TASK GOAL: The task calls for the count of lines containing "self" in these records, given as a number with no other words.

*** Opening of DATASET RECORDS ***

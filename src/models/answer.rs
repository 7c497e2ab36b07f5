use serde::{Deserialize, Deserializer, Serialize};
use serde_json::{json, Value as JsonValue};

use super::question::QuestionKind;

/// 草稿答案的来源
#[derive(Debug, Clone, Copy, PartialEq, Eq, Serialize)]
#[serde(tag = "origin", rename_all = "snake_case")]
pub enum Origin {
    /// 学生输入
    Typed,
    /// 从之前的作答复制而来，尚未被修改
    Prefilled { from_attempt: u32 },
}

/// 当前作答中某道题的草稿
#[derive(Debug, Clone, PartialEq, Eq)]
pub struct DraftAnswer {
    pub value: String,
    pub attempt: u32,
    pub origin: Origin,
}

impl DraftAnswer {
    pub fn is_prefilled(&self) -> bool {
        matches!(self.origin, Origin::Prefilled { .. })
    }
}

/// 答案值为空（或只有空白）即视为"未作答"
pub fn is_blank(value: &str) -> bool {
    value.trim().is_empty()
}

/// 后端持久化的答案（只读）
#[derive(Debug, Clone, PartialEq, Deserialize)]
pub struct SubmittedAnswer {
    #[serde(default)]
    pub id: Option<String>,
    pub question_id: String,
    #[serde(rename = "answer", deserialize_with = "deserialize_answer_value")]
    pub value: String,
    #[serde(default)]
    pub correct: Option<bool>,
    pub attempt: u32,
}

impl SubmittedAnswer {
    pub fn has_value(&self) -> bool {
        !is_blank(&self.value)
    }
}

/// 后端的答案字段可能是纯字符串，也可能是 JSON 对象：
/// `{selected_option_id}`（新）、`{selected_option}`（旧）或 `{text_response}`
fn deserialize_answer_value<'de, D>(deserializer: D) -> Result<String, D::Error>
where
    D: Deserializer<'de>,
{
    let raw = JsonValue::deserialize(deserializer)?;
    Ok(answer_value_from_json(&raw))
}

pub fn answer_value_from_json(raw: &JsonValue) -> String {
    match raw {
        JsonValue::String(s) => s.clone(),
        JsonValue::Object(map) => ["selected_option_id", "selected_option", "text_response", "text"]
            .iter()
            .find_map(|key| map.get(*key).and_then(|v| v.as_str()))
            .unwrap_or_default()
            .to_string(),
        _ => String::new(),
    }
}

/// 构建 save-answer 的 answer 字段；空文本即删除信号
pub fn answer_payload(kind: QuestionKind, value: &str) -> JsonValue {
    let value = if is_blank(value) { "" } else { value };
    match kind {
        QuestionKind::MultipleChoice => json!({ "selected_option_id": value }),
        QuestionKind::ShortText | QuestionKind::LongText => json!({ "text_response": value }),
    }
}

*** Close of DATASET RECORDS ***

ANSWER BOX: 4